What are the biggest financial priorities for cities in our rapidly urbanising world? Who are the key players to invest in urban infrastructure? What are the most effective, innovative financing mechanisms that cities can adopt?

These are urgent questions that global cities are asking as they face a huge infrastructure funding gap. To find solutions to this major 21st century challenge, the New Cities Foundation has launched the Financing Urban Infrastructure Initiative. Its mission is to produce actionable research and pragmatic recommendations for key urban decision-makers, including mayors, institutional investors and real estate developers, on how we can use innovative financing models that can address this gap.
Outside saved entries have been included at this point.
//! Rotation track retargeting.

use crate::rest_pose::RestPose;
use glam::Quat;
use rhizome_resin_rig::CoordinateConvention;

/// Re-expresses one sample in the target's rest frame: `P · q · R⁻¹`.
pub fn retarget_rotation(rest: &RestPose, q: Quat) -> Quat {
    rest.parent_rotation * q * rest.rotation.inverse()
}

/// Adjusts a stored rotation for the target's axis convention.
///
/// The legacy convention negates the even-indexed stored components (x and
/// z), which is the same rotation as negating y and w.
pub fn convert_rotation(q: Quat, convention: CoordinateConvention) -> Quat {
    match convention {
        CoordinateConvention::Legacy => Quat::from_xyzw(-q.x, q.y, -q.z, q.w),
        CoordinateConvention::Modern => q,
    }
}

/// Retargets a flat `x, y, z, w` sample buffer.
///
/// Every sample is transformed independently; the result has the same
/// length as the input. A trailing partial sample is dropped.
pub fn retarget_rotations(
    values: &[f32],
    rest: &RestPose,
    convention: CoordinateConvention,
) -> Vec<f32> {
    values
        .chunks_exact(4)
        .flat_map(|sample| {
            let q = retarget_rotation(rest, Quat::from_slice(sample));
            convert_rotation(q, convention).to_array()
        })
        .collect()
}

#[cfg(test)]
mod tests {
    use super::*;
    use std::f32::consts::FRAC_PI_2;

    const IDENTITY_REST: RestPose = RestPose {
        rotation: Quat::IDENTITY,
        parent_rotation: Quat::IDENTITY,
    };

    #[test]
    fn test_identity_rest_is_passthrough() {
        let q = Quat::from_rotation_x(0.4) * Quat::from_rotation_y(-1.2);
        assert!(retarget_rotation(&IDENTITY_REST, q).abs_diff_eq(q, 1e-5));
    }

    #[test]
    fn test_rest_cancellation() {
        let rest = RestPose {
            rotation: Quat::from_rotation_z(FRAC_PI_2),
            parent_rotation: Quat::IDENTITY,
        };
        let out = retarget_rotation(&rest, rest.rotation);
        assert!(out.abs_diff_eq(Quat::IDENTITY, 1e-5));
    }

    #[test]
    fn test_parent_rest_is_reimposed() {
        let parent = Quat::from_rotation_y(FRAC_PI_2);
        let rest = RestPose {
            rotation: parent,
            parent_rotation: parent,
        };
        // Joint at rest under a rotated parent: world orientation == parent's.
        let out = retarget_rotation(&rest, parent);
        assert!(out.abs_diff_eq(parent, 1e-5));
    }

    #[test]
    fn test_legacy_negates_x_and_z() {
        let q = Quat::from_xyzw(0.1, 0.2, 0.3, 0.927_362);
        let out = convert_rotation(q, CoordinateConvention::Legacy);
        assert_eq!(out.to_array(), [-0.1, 0.2, -0.3, 0.927_362]);
        assert_eq!(convert_rotation(q, CoordinateConvention::Modern), q);
    }

    #[test]
    fn test_legacy_equals_half_turn_about_y() {
        let q = Quat::from_rotation_x(0.5);
        let flip = Quat::from_rotation_y(std::f32::consts::PI);
        let expected = flip * q * flip.inverse();
        let out = convert_rotation(q, CoordinateConvention::Legacy);
        // Same rotation, possibly opposite sign.
        assert!(out.dot(expected).abs() > 1.0 - 1e-5);
    }

    #[test]
    fn test_buffer_matches_per_sample_conversion() {
        let rest = RestPose {
            rotation: Quat::from_rotation_z(0.6),
            parent_rotation: Quat::from_rotation_y(-0.4),
        };
        let q = Quat::from_rotation_x(1.1);
        let expected = convert_rotation(retarget_rotation(&rest, q), CoordinateConvention::Legacy);

        let out = retarget_rotations(&q.to_array(), &rest, CoordinateConvention::Legacy);
        assert_eq!(out, expected.to_array());
    }

    #[test]
    fn test_buffer_preserves_sample_count_and_norm() {
        let rest = RestPose {
            rotation: Quat::from_rotation_x(0.3),
            parent_rotation: Quat::from_rotation_z(-0.8),
        };
        let samples = [
            Quat::IDENTITY,
            Quat::from_rotation_y(1.0),
            Quat::from_rotation_x(2.5) * Quat::from_rotation_z(0.1),
        ];
        let values: Vec<f32> = samples.iter().flat_map(|q| q.to_array()).collect();

        for convention in [CoordinateConvention::Modern, CoordinateConvention::Legacy] {
            let out = retarget_rotations(&values, &rest, convention);
            assert_eq!(out.len(), values.len());
            for sample in out.chunks_exact(4) {
                assert!((Quat::from_slice(sample).length() - 1.0).abs() < 1e-4);
            }
        }
    }
}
The Initiative will be led by Dr. Julie Kim who joins us from the Stanford Global Projects Center as a New Cities Foundation Senior Fellow. We caught up with Dr. Kim, to find out more about her planned research.

NCF: How has infrastructure financing changed over the past few decades?
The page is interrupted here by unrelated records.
//! Skeletons and keyframe animation data for resin.
//!
//! Provides joints, skeletons in rest pose, flat keyframe tracks and clips,
//! and humanoid rigs that label skeleton joints with canonical bone roles.

mod animation;
mod asset;
mod error;
mod humanoid;
mod skeleton;
mod transform;

pub use animation::{AnimationClip, Channel, KeyframeTrack, PropertyKind, UNIT_TOLERANCE};
pub use asset::SourceAsset;
pub use error::{ChannelError, RigError, SkeletonError, TrackError};
pub use humanoid::{CoordinateConvention, HumanBone, HumanoidRig, UnknownHumanBone};
pub use skeleton::{Joint, JointId, Skeleton};
pub use transform::Transform;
In the past 50 years, we went from infrastructure financing being largely in public hands to increased private sector participation – starting in the mid-80s for emerging economies and mid-90s for advanced economies.

More recently, it came back into the public hands with “remunicipalisation”, especially for the water sector.

Today, there is an unprecedented investor appetite for infrastructure globally and there are more financing options available for cities. As the market becomes more complex with increased demand, a more sophisticated approach is required.

NCF: What are the most pressing priorities in financing cities in the 21st century?

JK: Firstly, cities must strive to be more independent financially. They need to seek local financing capacity while capitalising on all resources available from multilaterals, bilaterals, central and provincial governments.

Secondly, they need to become smarter. The money is there, but packaging bankable projects is difficult. It takes sophistication and financial knowledge to reach well-balanced financing structures, which requires better education, networking and capacity building. This is one of the areas where the New Cities Foundation can play an important role.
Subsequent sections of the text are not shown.